LUDOVIC MARIN/AFP/LUDOVIC MARIN
Le sommet Africa Forward, organisé les 11 et 12 mai à Nairobi par le Kenya et la France, a tourné à la célébration de la croissance, de l’IA et des technologies numériques, de l’entrepreneuriat et de la jeunesse. Il apparaît à mille lieues de la réalité du continent, rattrapé par la fin de la mondialisation, qui lui avait permis d’amorcer son décollage économique, et par le basculement dans un âge des empires où la force domine et où la violence sort de tout contrôle.

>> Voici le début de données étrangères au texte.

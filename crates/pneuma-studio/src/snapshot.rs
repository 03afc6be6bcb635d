use std::fs;
use std::path::{Path, PathBuf};

use anyhow::{Context, Result};
use resvg::tiny_skia::{Pixmap, Transform};
use resvg::usvg;

use pneuma_engine::anim::Timeline;
use pneuma_engine::export::svg::{to_svg, SvgOptions};
use pneuma_engine::scene::Node;

/// Writes numbered frames and the animation log into one directory.
pub struct SnapshotWriter {
    dir: PathBuf,
    svg: SvgOptions,
    /// Present when PNGs are wanted.
    raster: Option<usvg::Options<'static>>,
    frames: usize,
}

impl SnapshotWriter {
    pub fn new(dir: impl Into<PathBuf>, svg: SvgOptions, png: bool) -> Result<Self> {
        let dir = dir.into();
        fs::create_dir_all(&dir).with_context(|| format!("creating {}", dir.display()))?;
        let raster = png.then(|| {
            let mut opts = usvg::Options::default();
            opts.fontdb_mut().load_system_fonts();
            opts
        });
        Ok(Self { dir, svg, raster, frames: 0 })
    }

    /// Saves `scene` as the next frame; returns the SVG path.
    pub fn frame(&mut self, label: &str, scene: &Node) -> Result<PathBuf> {
        let stem = format!("{:02}-{}", self.frames, slug(label));
        self.frames += 1;

        let svg = to_svg(scene, &self.svg);
        let path = self.dir.join(format!("{stem}.svg"));
        fs::write(&path, &svg).with_context(|| format!("writing {}", path.display()))?;
        log::info!("frame {}", path.display());

        if let Some(opts) = &self.raster {
            let png = self.dir.join(format!("{stem}.png"));
            rasterize(&svg, opts, &png)?;
            log::debug!("rasterized {}", png.display());
        }
        Ok(path)
    }

    /// Dumps every step's animations as JSON.
    pub fn timeline(&self, timeline: &Timeline) -> Result<PathBuf> {
        let path = self.dir.join("timeline.json");
        let json = serde_json::to_string_pretty(timeline).context("serializing timeline")?;
        fs::write(&path, json).with_context(|| format!("writing {}", path.display()))?;
        log::info!("{} steps, {:.1}s -> {}", timeline.len(), timeline.duration(), path.display());
        Ok(path)
    }
}

fn rasterize(svg: &str, opts: &usvg::Options, out: &Path) -> Result<()> {
    let tree = usvg::Tree::from_str(svg, opts).context("parsing generated SVG")?;
    let size = tree.size().to_int_size();
    let mut pixmap = Pixmap::new(size.width(), size.height()).context("allocating pixmap")?;
    resvg::render(&tree, Transform::default(), &mut pixmap.as_mut());
    pixmap.save_png(out).with_context(|| format!("writing {}", out.display()))?;
    Ok(())
}

/// File-name friendly form of a step label.
fn slug(label: &str) -> String {
    let mut out = String::with_capacity(label.len());
    for c in label.chars() {
        if c.is_ascii_alphanumeric() {
            out.push(c.to_ascii_lowercase());
        } else if !out.ends_with('-') {
            out.push('-');
        }
    }
    out.trim_matches('-').to_string()
}
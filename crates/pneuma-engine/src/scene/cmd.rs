use crate::paint::{Fill, Stroke};

use super::shapes::Shape;

/// Renderer-agnostic draw command: one shape with its resolved paint.
///
/// Extending the scene:
/// - add a new shape module under `scene::shapes::*`
/// - add a new `Shape` variant
/// - teach the exporters under `export::*` to emit it
#[derive(Debug, Clone, PartialEq)]
pub struct DrawCmd {
    pub shape: Shape,
    pub stroke: Stroke,
    pub fill: Fill,
}

impl DrawCmd {
    #[inline]
    pub fn new(shape: Shape, stroke: Stroke, fill: Fill) -> Self {
        Self { shape, stroke, fill }
    }

    /// Whether anything would be painted.
    #[inline]
    pub fn is_visible(&self) -> bool {
        self.stroke.is_visible() || (self.shape.is_closed() && self.fill.is_visible())
    }
}
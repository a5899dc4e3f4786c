use tracing_subscriber::EnvFilter;

mod cli;
mod client_config;
mod error;
mod printer;
mod resource;
mod scheme;
mod state;
mod submitter;

#[tokio::main(flavor = "current_thread")]
async fn main() -> anyhow::Result<()> {
    dotenvy::dotenv().ok();

    tracing_subscriber::fmt()
        .with_env_filter(EnvFilter::from_default_env().add_directive("hyper=warn".parse()?))
        .with_writer(std::io::stderr)
        .init();

    cli::execute().await?;

    Ok(())
}
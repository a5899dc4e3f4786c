use std::{
    ffi::OsStr,
    path::{Path, PathBuf},
};

use kube::config::{KubeConfigOptions, Kubeconfig};

use crate::{error::ConfigurationError, state::State};

const DEFAULT_NAMESPACE: &str = "default";
const KUBECONFIG_ENV: &str = "KUBECONFIG";

/// Flags shared by every subcommand that talks to the cluster.
#[derive(clap::Args, Clone, Debug, Default)]
pub struct ConfigFlags {
    /// Path to the kubeconfig file to use, instead of $KUBECONFIG or ~/.kube/config
    #[arg(long, global = true)]
    pub kubeconfig: Option<PathBuf>,

    /// The kubeconfig context to use instead of the current one
    #[arg(long, global = true)]
    pub context: Option<String>,

    /// Namespace scope for this request
    #[arg(long, short = 'n', global = true)]
    pub namespace: Option<String>,
}

impl ConfigFlags {
    /// The flag names a single file. Without it `KUBECONFIG` may list several,
    /// separated like `PATH`.
    fn kubeconfig_paths(&self) -> Result<Vec<PathBuf>, ConfigurationError> {
        if let Some(kubeconfig) = self
            .kubeconfig
            .as_ref()
            .filter(|k| !k.as_os_str().is_empty())
        {
            return Ok(vec![kubeconfig.clone()]);
        }

        if let Some(paths) = std::env::var_os(KUBECONFIG_ENV)
            .map(|value| split_kubeconfig_paths(&value))
            .filter(|paths| !paths.is_empty())
        {
            return Ok(paths);
        }

        let home = dirs::home_dir().ok_or(ConfigurationError::NoHomeDir)?;

        Ok(vec![home.join(".kube").join("config")])
    }
}

fn split_kubeconfig_paths(value: &OsStr) -> Vec<PathBuf> {
    std::env::split_paths(value)
        .filter(|p| !p.as_os_str().is_empty())
        .collect()
}

/// The loaded kubeconfig plus the overrides given on the command line.
#[derive(Clone, Debug)]
pub struct ClientConfig {
    kubeconfig: Kubeconfig,
    context: Option<String>,
    namespace_override: Option<String>,
}

impl ClientConfig {
    #[tracing::instrument(level = "trace")]
    pub fn load(flags: &ConfigFlags) -> Result<Self, ConfigurationError> {
        Self::load_paths(&flags.kubeconfig_paths()?, flags)
    }

    /// Merges the kubeconfig files in order, the first file to set a value
    /// wins. Files that do not exist are skipped, as long as one does.
    pub fn load_paths(paths: &[PathBuf], flags: &ConfigFlags) -> Result<Self, ConfigurationError> {
        let present = paths.iter().filter(|p| p.exists()).collect::<Vec<_>>();
        if present.is_empty() {
            return Err(ConfigurationError::Missing(
                paths.first().cloned().unwrap_or_default(),
            ));
        }

        let mut merged: Option<Kubeconfig> = None;

        for path in present {
            let kubeconfig = read_kubeconfig(path)?;

            merged = Some(match merged {
                Some(existing) => existing
                    .merge(kubeconfig)
                    .map_err(|source| ConfigurationError::Merge {
                        path: path.clone(),
                        source,
                    })?,
                None => kubeconfig,
            });
        }

        Self::from_kubeconfig(merged.unwrap_or_default(), flags)
    }

    pub fn from_kubeconfig(
        kubeconfig: Kubeconfig,
        flags: &ConfigFlags,
    ) -> Result<Self, ConfigurationError> {
        let context = flags
            .context
            .clone()
            .or_else(|| kubeconfig.current_context.clone())
            .filter(|c| !c.is_empty());

        if let Some(context) = &context
            && !kubeconfig.contexts.iter().any(|c| &c.name == context)
        {
            return Err(ConfigurationError::UnknownContext(context.clone()));
        }

        Ok(Self {
            kubeconfig,
            context,
            namespace_override: flags.namespace.clone().filter(|n| !n.is_empty()),
        })
    }

    /// Returns the effective namespace, and whether it was set explicitly and
    /// therefore has to be enforced on the objects being sent.
    pub fn namespace(&self) -> (String, bool) {
        if let Some(namespace) = &self.namespace_override {
            return (namespace.clone(), true);
        }

        let namespace = self
            .context
            .as_ref()
            .and_then(|name| self.kubeconfig.contexts.iter().find(|c| &c.name == name))
            .and_then(|c| c.context.as_ref())
            .and_then(|c| c.namespace.clone())
            .filter(|n| !n.is_empty())
            .unwrap_or_else(|| DEFAULT_NAMESPACE.to_string());

        (namespace, false)
    }

    pub fn context(&self) -> Option<&str> {
        self.context.as_deref()
    }

    #[tracing::instrument(skip(self), level = "trace")]
    pub async fn client(&self) -> Result<kube::Client, ConfigurationError> {
        let options = KubeConfigOptions {
            context: self.context.clone(),
            ..Default::default()
        };

        let config = kube::Config::from_custom_kubeconfig(self.kubeconfig.clone(), &options)
            .await
            .map_err(ConfigurationError::Client)?;

        tracing::debug!(cluster = config.cluster_url.to_string(), "creating api client");

        kube::Client::try_from(config).map_err(ConfigurationError::Connect)
    }
}

fn read_kubeconfig(path: &Path) -> Result<Kubeconfig, ConfigurationError> {
    tracing::debug!(path = path.display().to_string(), "loading kubeconfig");

    Kubeconfig::read_from(path).map_err(|source| ConfigurationError::Load {
        path: path.to_path_buf(),
        source,
    })
}

pub trait ClientConfigState {
    fn client_config(&self) -> Result<ClientConfig, ConfigurationError>;
}

impl ClientConfigState for State {
    fn client_config(&self) -> Result<ClientConfig, ConfigurationError> {
        ClientConfig::load(&self.config_flags)
    }
}
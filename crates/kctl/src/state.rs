use std::sync::Arc;

use crate::client_config::ConfigFlags;

#[derive(Clone)]
pub struct State {
    pub config_flags: Arc<ConfigFlags>,
}

impl State {
    pub fn new(config_flags: ConfigFlags) -> Self {
        Self {
            config_flags: Arc::new(config_flags),
        }
    }
}
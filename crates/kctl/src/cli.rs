use clap::{Parser, Subcommand};
use foo::FooCommand;

use crate::{client_config::ConfigFlags, state::State};

mod foo;

#[derive(Parser)]
#[command(author, version, about, long_about = None, subcommand_required = true)]
struct Command {
    #[command(flatten)]
    config_flags: ConfigFlags,

    #[command(subcommand)]
    command: Option<Commands>,
}

#[derive(Subcommand)]
enum Commands {
    Foo(FooCommand),
}

pub async fn execute() -> anyhow::Result<()> {
    let cli = Command::parse();
    let state = State::new(cli.config_flags.clone());

    match cli
        .command
        .as_ref()
        .expect("commands are required should've been caught by clap")
    {
        Commands::Foo(cmd) => cmd.execute(&state).await,
    }
}

#[cfg(test)]
mod test {
    use clap::CommandFactory;

    use super::*;
    use crate::printer::OutputFormat;

    #[test]
    fn test_command_definition() {
        Command::command().debug_assert();
    }

    #[test]
    fn test_parse_foo() -> anyhow::Result<()> {
        let cli = Command::try_parse_from([
            "kctl", "-n", "team-a", "foo", "--count", "3", "-f", "a.yaml", "--filename", "b.yaml",
            "-o", "yaml",
        ])?;

        assert_eq!(Some("team-a".to_string()), cli.config_flags.namespace);

        let Some(Commands::Foo(foo)) = cli.command else {
            panic!("expected foo command");
        };
        assert_eq!(3, foo.count);
        assert_eq!(vec!["a.yaml", "b.yaml"], foo.filenames.filename);
        assert_eq!(OutputFormat::Yaml, foo.output);

        Ok(())
    }

    #[test]
    fn test_negative_count_reaches_validation() -> anyhow::Result<()> {
        let cli = Command::try_parse_from(["kctl", "foo", "-c", "-1", "-f", "a.yaml"])?;

        let Some(Commands::Foo(foo)) = cli.command else {
            panic!("expected foo command");
        };
        assert_eq!(-1, foo.count);

        Ok(())
    }

    #[test]
    fn test_parse_jsonpath_output() -> anyhow::Result<()> {
        let cli = Command::try_parse_from([
            "kctl",
            "foo",
            "-f",
            "a.yaml",
            "-o",
            "jsonpath={.metadata.name}",
            "--show-managed-fields",
        ])?;

        let Some(Commands::Foo(foo)) = cli.command else {
            panic!("expected foo command");
        };
        assert!(matches!(foo.output, OutputFormat::JsonPath(_)));
        assert!(foo.show_managed_fields);

        assert!(Command::try_parse_from(["kctl", "foo", "-f", "a.yaml", "-o", "table"]).is_err());

        Ok(())
    }

    #[test]
    fn test_filename_is_required() {
        assert!(Command::try_parse_from(["kctl", "foo", "--count", "1"]).is_err());
    }
}
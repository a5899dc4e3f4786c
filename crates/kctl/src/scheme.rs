use std::{fmt::Display, sync::OnceLock};

use k8s_openapi::{
    ClusterResourceScope, NamespaceResourceScope,
    api::{
        apps::v1 as apps_v1, autoscaling::v1 as autoscaling_v1, autoscaling::v2 as autoscaling_v2,
        batch::v1 as batch_v1, core::v1 as core_v1, networking::v1 as networking_v1,
        policy::v1 as policy_v1, rbac::v1 as rbac_v1,
    },
    apiextensions_apiserver::pkg::apis::apiextensions::v1 as apiextensions_v1,
};
use kube::api::{ApiResource, DynamicObject, GroupVersionKind};
use serde::{Serialize, de::DeserializeOwned};

use crate::{error::ResolutionError, state::State};

#[derive(Debug, Clone, Copy, PartialEq, Eq)]
pub enum Scope {
    Namespaced,
    Cluster,
}

/// Maps the k8s-openapi scope marker types onto [`Scope`].
pub trait ScopeKind {
    const SCOPE: Scope;
}

impl ScopeKind for NamespaceResourceScope {
    const SCOPE: Scope = Scope::Namespaced;
}

impl ScopeKind for ClusterResourceScope {
    const SCOPE: Scope = Scope::Cluster;
}

/// Binds a group/version/kind to the REST resource able to create it.
#[derive(Debug, Clone, PartialEq)]
pub struct TypeMapping {
    pub gvk: GroupVersionKind,
    pub resource: ApiResource,
    pub scope: Scope,
}

impl TypeMapping {
    pub fn is_namespaced(&self) -> bool {
        self.scope == Scope::Namespaced
    }

    /// `deployments.apps`, or just `pods` for the core group.
    pub fn qualified_resource(&self) -> String {
        if self.gvk.group.is_empty() {
            self.resource.plural.clone()
        } else {
            format!("{}.{}", self.resource.plural, self.gvk.group)
        }
    }

    /// `deployment.apps`, or just `pod` for the core group.
    pub fn qualified_kind(&self) -> String {
        let kind = self.gvk.kind.to_lowercase();

        if self.gvk.group.is_empty() {
            kind
        } else {
            format!("{}.{}", kind, self.gvk.group)
        }
    }
}

impl Display for TypeMapping {
    fn fmt(&self, f: &mut std::fmt::Formatter<'_>) -> std::fmt::Result {
        if self.gvk.group.is_empty() {
            f.write_fmt(format_args!("{}/{}", self.gvk.version, self.gvk.kind))
        } else {
            f.write_fmt(format_args!(
                "{}/{}/{}",
                self.gvk.group, self.gvk.version, self.gvk.kind
            ))
        }
    }
}

type DecodeFn = fn(serde_json::Value) -> Result<DynamicObject, serde_json::Error>;

struct SchemeEntry {
    mapping: TypeMapping,
    decode: DecodeFn,
}

/// Registry of the kinds this client knows how to decode.
///
/// Entries are kept in priority order: groups in the order they were
/// registered, and within a group the preferred version first.
#[derive(Default)]
pub struct Scheme {
    entries: Vec<SchemeEntry>,
}

impl Scheme {
    pub fn register<K>(&mut self) -> &mut Self
    where
        K: k8s_openapi::Resource + Serialize + DeserializeOwned,
        K::Scope: ScopeKind,
    {
        let gvk = GroupVersionKind::gvk(K::GROUP, K::VERSION, K::KIND);
        let resource = ApiResource::from_gvk_with_plural(&gvk, K::URL_PATH_SEGMENT);

        self.entries.push(SchemeEntry {
            mapping: TypeMapping {
                gvk,
                resource,
                scope: <K::Scope as ScopeKind>::SCOPE,
            },
            decode: decode_typed::<K>,
        });

        self
    }

    pub fn builtin() -> Self {
        let mut scheme = Self::default();

        scheme
            .register::<core_v1::Pod>()
            .register::<core_v1::Service>()
            .register::<core_v1::ConfigMap>()
            .register::<core_v1::Secret>()
            .register::<core_v1::ServiceAccount>()
            .register::<core_v1::Namespace>()
            .register::<core_v1::PersistentVolumeClaim>()
            .register::<core_v1::PersistentVolume>()
            .register::<apps_v1::Deployment>()
            .register::<apps_v1::StatefulSet>()
            .register::<apps_v1::DaemonSet>()
            .register::<apps_v1::ReplicaSet>()
            .register::<batch_v1::Job>()
            .register::<batch_v1::CronJob>()
            .register::<autoscaling_v2::HorizontalPodAutoscaler>()
            .register::<autoscaling_v1::HorizontalPodAutoscaler>()
            .register::<networking_v1::Ingress>()
            .register::<networking_v1::NetworkPolicy>()
            .register::<policy_v1::PodDisruptionBudget>()
            .register::<rbac_v1::Role>()
            .register::<rbac_v1::RoleBinding>()
            .register::<rbac_v1::ClusterRole>()
            .register::<rbac_v1::ClusterRoleBinding>()
            .register::<apiextensions_v1::CustomResourceDefinition>();

        scheme
    }

    /// Group versions in the order they are searched, without duplicates.
    pub fn prioritized_versions(&self) -> Vec<String> {
        let mut versions: Vec<String> = Vec::new();

        for entry in &self.entries {
            let api_version = entry.mapping.gvk.api_version();
            if !versions.contains(&api_version) {
                versions.push(api_version);
            }
        }

        versions
    }

    /// Matches a raw document against the registered kinds and decodes it
    /// through the concrete type, erasing it again afterwards.
    pub fn decode(
        &self,
        source_name: &str,
        value: serde_json::Value,
    ) -> Result<(TypeMapping, DynamicObject), ResolutionError> {
        let (api_version, kind) = type_info(&value).ok_or_else(|| {
            ResolutionError::MissingTypeInfo {
                source_name: source_name.into(),
            }
        })?;

        let Some(entry) = self.find(&api_version, &kind) else {
            tracing::debug!(
                searched = ?self.prioritized_versions(),
                "no registered kind matched"
            );

            return Err(ResolutionError::NoMatch {
                source_name: source_name.into(),
                api_version,
                kind,
            });
        };

        let object = (entry.decode)(value).map_err(|e| ResolutionError::Decode {
            source_name: source_name.into(),
            kind,
            source: e,
        })?;

        Ok((entry.mapping.clone(), object))
    }

    fn find(&self, api_version: &str, kind: &str) -> Option<&SchemeEntry> {
        let (group, version) = split_api_version(api_version);

        self.entries.iter().find(|e| {
            let gvk = &e.mapping.gvk;

            gvk.group == group && gvk.version == version && gvk.kind == kind
        })
    }
}

/// Splits `apps/v1` into `("apps", "v1")`; the core group has no prefix.
pub fn split_api_version(api_version: &str) -> (&str, &str) {
    match api_version.split_once('/') {
        Some((group, version)) => (group, version),
        None => ("", api_version),
    }
}

pub fn type_info(value: &serde_json::Value) -> Option<(String, String)> {
    let api_version = value.get("apiVersion")?.as_str()?;
    let kind = value.get("kind")?.as_str()?;

    if api_version.is_empty() || kind.is_empty() {
        return None;
    }

    Some((api_version.to_string(), kind.to_string()))
}

fn decode_typed<K>(value: serde_json::Value) -> Result<DynamicObject, serde_json::Error>
where
    K: Serialize + DeserializeOwned,
{
    let typed: K = serde_json::from_value(value)?;

    serde_json::from_value(serde_json::to_value(&typed)?)
}

pub trait SchemeState {
    fn scheme(&self) -> &'static Scheme;
}

impl SchemeState for State {
    fn scheme(&self) -> &'static Scheme {
        static SCHEME: OnceLock<Scheme> = OnceLock::new();

        SCHEME.get_or_init(|| {
            tracing::trace!("registering builtin kinds");

            Scheme::builtin()
        })
    }
}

L’Afrique reste le continent des conflits armés les plus meurtriers, de la RDC à la Libye en passant par le Soudan (150 000 morts et des millions de réfugiés), l’Éthiopie ou le Sahel. Ces guerres font le jeu des puissances impériales qui les instrumentalisent : la Russie à travers ses mercenaires et le pillage des ressources minières ; la Chine via la dépendance commerciale et financière ; les États-Unis pour sécuriser leur accès aux terres rares ; la Turquie et l’Iran à travers la religion ; les Émirats arabes unis à travers l’assistance militaire. Dans le même temps, la pression des djihadistes s’accentue, à l’Ouest jusqu’au Bénin, à l’Est jusqu’au Mozambique, au Nord avec la constitution d’un vaste Sahelistan depuis la prise du pouvoir par les juntes et le départ de l’armée française – avec pour symbole le Mali, où Bamako est assiégée par le JNIM.